▶ _MATERIALS PROVIDED_
//! The external driver boundary.
//!
//! Operations cross this boundary as wire-encoded bytes
//! ([`workload_core::wire`]), so a driver may live in another process or
//! plugin and be written against the wire format alone.

use crate::dry_run::DryRunDriver;
use crate::error::DriverError;
use async_trait::async_trait;
use std::fmt;
use std::sync::Arc;
use std::time::Duration;
use tracing::info;
use workload_core::{DriverConfig, DriverType};

/// Lifecycle notification for a step.
#[derive(Debug, Clone, Copy, PartialEq, Eq)]
pub enum StepStatus {
    Running,
    Completed,
    Failed,
}

impl fmt::Display for StepStatus {
    fn fmt(&self, f: &mut fmt::Formatter<'_>) -> fmt::Result {
        match self {
            StepStatus::Running => write!(f, "running"),
            StepStatus::Completed => write!(f, "completed"),
            StepStatus::Failed => write!(f, "failed"),
        }
    }
}

/// What a driver reports back for one call.
#[derive(Debug, Clone, Copy, Default, PartialEq, Eq)]
pub struct DriverStat {
    /// Statements executed.
    pub statements: u64,
    /// Rows written.
    pub rows: u64,
    /// Time spent in the driver.
    pub duration: Duration,
}

impl DriverStat {
    /// Add another stat to this one.
    pub fn absorb(&mut self, other: DriverStat) {
        self.statements += other.statements;
        self.rows += other.rows;
        self.duration += other.duration;
    }
}

/// Executes resolved operations.
///
/// Implementations own connections and transactions. The runner shares one
/// handle across concurrently executing units, hence `&self`.
#[async_trait]
pub trait Driver: Send + Sync {
    /// Execute one encoded [`workload_core::ResolvedUnit`].
    async fn run_unit(&self, unit: &[u8]) -> Result<DriverStat, DriverError>;

    /// Load one encoded [`workload_core::RowBatch`] of `row_count` rows.
    async fn insert_rows(&self, batch: &[u8], row_count: u64) -> Result<DriverStat, DriverError>;

    /// Observe a step transition. The default ignores it.
    async fn notify_step(&self, _step: &str, _status: StepStatus) -> Result<(), DriverError> {
        Ok(())
    }
}

/// Driver built into this binary for `config`.
///
/// Database drivers are external; only the dry-run driver ships here.
pub fn builtin_driver(config: &DriverConfig) -> Result<Arc<dyn Driver>, DriverError> {
    match config.driver_type {
        DriverType::Noop => {
            info!(url = %config.redacted_url(), "Using dry-run driver");
            Ok(Arc::new(DryRunDriver::new()))
        }
        other => Err(DriverError::Unsupported(other)),
    }
}

#[cfg(test)]
mod tests {
    use super::*;

    #[test]
    fn test_stat_absorb() {
        let mut total = DriverStat::default();
        total.absorb(DriverStat {
            statements: 2,
            rows: 10,
            duration: Duration::from_millis(5),
        });
        total.absorb(DriverStat {
            statements: 1,
            rows: 0,
            duration: Duration::from_millis(1),
        });
        assert_eq!(total.statements, 3);
        assert_eq!(total.rows, 10);
        assert_eq!(total.duration, Duration::from_millis(6));
    }

    #[test]
    fn test_builtin_driver() {
        assert!(builtin_driver(&DriverConfig::default()).is_ok());
        let postgres = DriverConfig::new("postgres://localhost", DriverType::Postgres);
        assert!(matches!(
            builtin_driver(&postgres),
            Err(DriverError::Unsupported(DriverType::Postgres))
        ));
    }

    #[test]
    fn test_status_display() {
        assert_eq!(StepStatus::Completed.to_string(), "completed");
    }
}
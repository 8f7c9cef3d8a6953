//! Resolved operations: what actually crosses the driver boundary.
//!
//! A resolved operation carries concrete values only. The generation side
//! produces it; the driver executes it and never sees a rule.

use crate::descriptor::{CreateTable, InsertMethod, IsolationLevel};
use crate::error::{Result, WorkloadError};
use crate::value::Value;
use serde::{Deserialize, Serialize};
use std::collections::BTreeMap;

/// One query with concrete parameters.
#[derive(Debug, Clone, PartialEq, Serialize, Deserialize)]
pub struct ResolvedQuery {
    /// Query name
    pub name: String,

    /// SQL with positional `$N` markers
    pub sql: String,

    /// Values for `$1..$N`, in marker order
    pub args: Vec<Value>,

    /// Every bound parameter by name, including ones the SQL does not use
    pub params: BTreeMap<String, Value>,
}

/// A resolved unit ready for `run_unit`.
#[derive(Debug, Clone, PartialEq, Serialize, Deserialize)]
#[serde(tag = "type", rename_all = "snake_case")]
pub enum ResolvedUnit {
    Query(ResolvedQuery),

    CreateTable(CreateTable),

    Transaction {
        /// Transaction name
        name: String,
        /// Isolation level requested from the driver
        isolation_level: IsolationLevel,
        /// Queries in execution order, repeats unrolled
        queries: Vec<ResolvedQuery>,
    },
}

impl ResolvedUnit {
    /// Name of the originating unit.
    pub fn name(&self) -> &str {
        match self {
            ResolvedUnit::Query(query) => &query.name,
            ResolvedUnit::CreateTable(table) => &table.name,
            ResolvedUnit::Transaction { name, .. } => name,
        }
    }

    /// Number of statements the driver will execute.
    pub fn statement_count(&self) -> usize {
        match self {
            ResolvedUnit::Query(_) => 1,
            ResolvedUnit::CreateTable(table) => 1 + table.indexes.len(),
            ResolvedUnit::Transaction { queries, .. } => queries.len(),
        }
    }
}

/// A batch of generated rows for `insert_rows`.
#[derive(Debug, Clone, PartialEq, Serialize, Deserialize)]
pub struct RowBatch {
    /// Target table
    pub table_name: String,

    /// Column names in row order
    pub columns: Vec<String>,

    /// Load path hint
    pub method: InsertMethod,

    /// Index of the first row of this batch within the whole insert
    #[serde(default)]
    pub first_row: u64,

    /// Row values, each in column order
    pub rows: Vec<Vec<Value>>,
}

impl RowBatch {
    /// Number of rows in the batch.
    pub fn len(&self) -> usize {
        self.rows.len()
    }

    /// Whether the batch holds no rows.
    pub fn is_empty(&self) -> bool {
        self.rows.is_empty()
    }

    /// Check that every row matches the column list.
    pub fn validate(&self) -> Result<()> {
        for row in &self.rows {
            if row.len() != self.columns.len() {
                return Err(WorkloadError::GroupArityMismatch {
                    group: self.table_name.clone(),
                    expected: self.columns.len(),
                    actual: row.len(),
                });
            }
        }
        Ok(())
    }
}

#[cfg(test)]
mod tests {
    use super::*;

    fn batch(rows: Vec<Vec<Value>>) -> RowBatch {
        RowBatch {
            table_name: "item".to_string(),
            columns: vec!["i_id".to_string(), "i_name".to_string()],
            method: InsertMethod::BulkCopy,
            first_row: 0,
            rows,
        }
    }

    #[test]
    fn test_row_batch_validate() {
        let ok = batch(vec![vec![Value::Int32(1), Value::from("a")]]);
        assert!(ok.validate().is_ok());
        assert_eq!(ok.len(), 1);

        let bad = batch(vec![vec![Value::Int32(1)]]);
        assert!(matches!(
            bad.validate(),
            Err(WorkloadError::GroupArityMismatch {
                expected: 2,
                actual: 1,
                ..
            })
        ));
    }

    #[test]
    fn test_statement_count() {
        let tx = ResolvedUnit::Transaction {
            name: "tx".to_string(),
            isolation_level: IsolationLevel::Serializable,
            queries: vec![],
        };
        assert_eq!(tx.statement_count(), 0);
        assert_eq!(tx.name(), "tx");
    }
}
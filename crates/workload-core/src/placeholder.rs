//! Named placeholders in SQL templates.
//!
//! Templates use `:name` or `${name}`. The SQL itself is opaque: the
//! scanner only skips single-quoted literals and `::` casts so that
//! `'a:b'` and `x::int` are never mistaken for parameters.

use std::collections::HashMap;
use std::ops::Range;

/// A placeholder occurrence in a template.
#[derive(Debug, Clone, PartialEq, Eq)]
pub struct Placeholder {
    /// Parameter name without sigils
    pub name: String,
    /// Byte range of the whole placeholder, sigils included
    pub span: Range<usize>,
}

/// A template rewritten to positional `$N` markers.
#[derive(Debug, Clone, PartialEq, Eq)]
pub struct PositionalSql {
    /// SQL with `$1`, `$2`, ... in place of named placeholders
    pub sql: String,
    /// `order[i]` is the parameter bound to `$(i + 1)`
    pub order: Vec<String>,
}

fn is_ident_start(b: u8) -> bool {
    b.is_ascii_alphabetic() || b == b'_'
}

fn is_ident_char(b: u8) -> bool {
    b.is_ascii_alphanumeric() || b == b'_'
}

/// Find every placeholder in `sql`, in textual order.
pub fn placeholders(sql: &str) -> Vec<Placeholder> {
    let bytes = sql.as_bytes();
    let mut found = Vec::new();
    let mut in_quote = false;
    let mut i = 0;

    while i < bytes.len() {
        let b = bytes[i];
        if in_quote {
            if b == b'\'' {
                in_quote = false;
            }
            i += 1;
            continue;
        }
        match b {
            b'\'' => {
                in_quote = true;
                i += 1;
            }
            b':' if bytes.get(i + 1) == Some(&b':') => {
                i += 2;
            }
            b':' if bytes.get(i + 1).copied().is_some_and(is_ident_start) => {
                let start = i;
                let mut end = i + 1;
                while end < bytes.len() && is_ident_char(bytes[end]) {
                    end += 1;
                }
                found.push(Placeholder {
                    name: sql[start + 1..end].to_string(),
                    span: start..end,
                });
                i = end;
            }
            b'$' if bytes.get(i + 1) == Some(&b'{') => {
                let start = i;
                match sql[i + 2..].find('}') {
                    Some(offset) => {
                        let end = i + 2 + offset;
                        let name = &sql[i + 2..end];
                        if !name.is_empty()
                            && is_ident_start(name.as_bytes()[0])
                            && name.bytes().all(is_ident_char)
                        {
                            found.push(Placeholder {
                                name: name.to_string(),
                                span: start..end + 1,
                            });
                        }
                        i = end + 1;
                    }
                    None => i += 2,
                }
            }
            _ => i += 1,
        }
    }

    found
}

/// Names referenced by `sql`, deduplicated, in first-appearance order.
pub fn referenced_names(sql: &str) -> Vec<String> {
    let mut names: Vec<String> = Vec::new();
    for placeholder in placeholders(sql) {
        if !names.contains(&placeholder.name) {
            names.push(placeholder.name);
        }
    }
    names
}

/// Rewrite named placeholders to positional `$N` markers.
///
/// Markers are numbered in first-appearance order; a name used twice
/// reuses its marker.
pub fn to_positional(sql: &str) -> PositionalSql {
    let mut out = String::with_capacity(sql.len());
    let mut order: Vec<String> = Vec::new();
    let mut positions: HashMap<String, usize> = HashMap::new();
    let mut cursor = 0;

    for placeholder in placeholders(sql) {
        out.push_str(&sql[cursor..placeholder.span.start]);
        let position = match positions.get(&placeholder.name) {
            Some(position) => *position,
            None => {
                order.push(placeholder.name.clone());
                positions.insert(placeholder.name, order.len());
                order.len()
            }
        };
        out.push('$');
        out.push_str(&position.to_string());
        cursor = placeholder.span.end;
    }
    out.push_str(&sql[cursor..]);

    PositionalSql { sql: out, order }
}

#[cfg(test)]
mod tests {
    use super::*;

    #[test]
    fn test_colon_placeholders() {
        let names = referenced_names("SELECT NEWORD(:w_id, :d_id, :c_id, :w_id)");
        assert_eq!(names, vec!["w_id", "d_id", "c_id"]);
    }

    #[test]
    fn test_dollar_brace_placeholders() {
        let found = placeholders("UPDATE t SET x = ${x} WHERE id = ${id}");
        assert_eq!(found.len(), 2);
        assert_eq!(found[0].name, "x");
        assert_eq!(found[1].span, 33..38);
    }

    #[test]
    fn test_casts_and_literals_are_skipped() {
        let names = referenced_names("SELECT ':fake', x::int, '${nope}' FROM t WHERE a = :real");
        assert_eq!(names, vec!["real"]);
    }

    #[test]
    fn test_to_positional_reuses_markers() {
        let positional = to_positional("SELECT * FROM f(:a, ${b}, :a)");
        assert_eq!(positional.sql, "SELECT * FROM f($1, $2, $1)");
        assert_eq!(positional.order, vec!["a", "b"]);
    }

    #[test]
    fn test_no_placeholders() {
        let positional = to_positional("SELECT 1");
        assert_eq!(positional.sql, "SELECT 1");
        assert!(positional.order.is_empty());
    }

    #[test]
    fn test_malformed_brace_is_ignored() {
        assert!(placeholders("SELECT ${ FROM t").is_empty());
        assert!(placeholders("SELECT ${1x} FROM t").is_empty());
    }
}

▶ _WHAT THE TASK ASKS_
Using the data above, tally each line in which "whole" appears and give the number with no other words.

▶ _OUTPUT_
2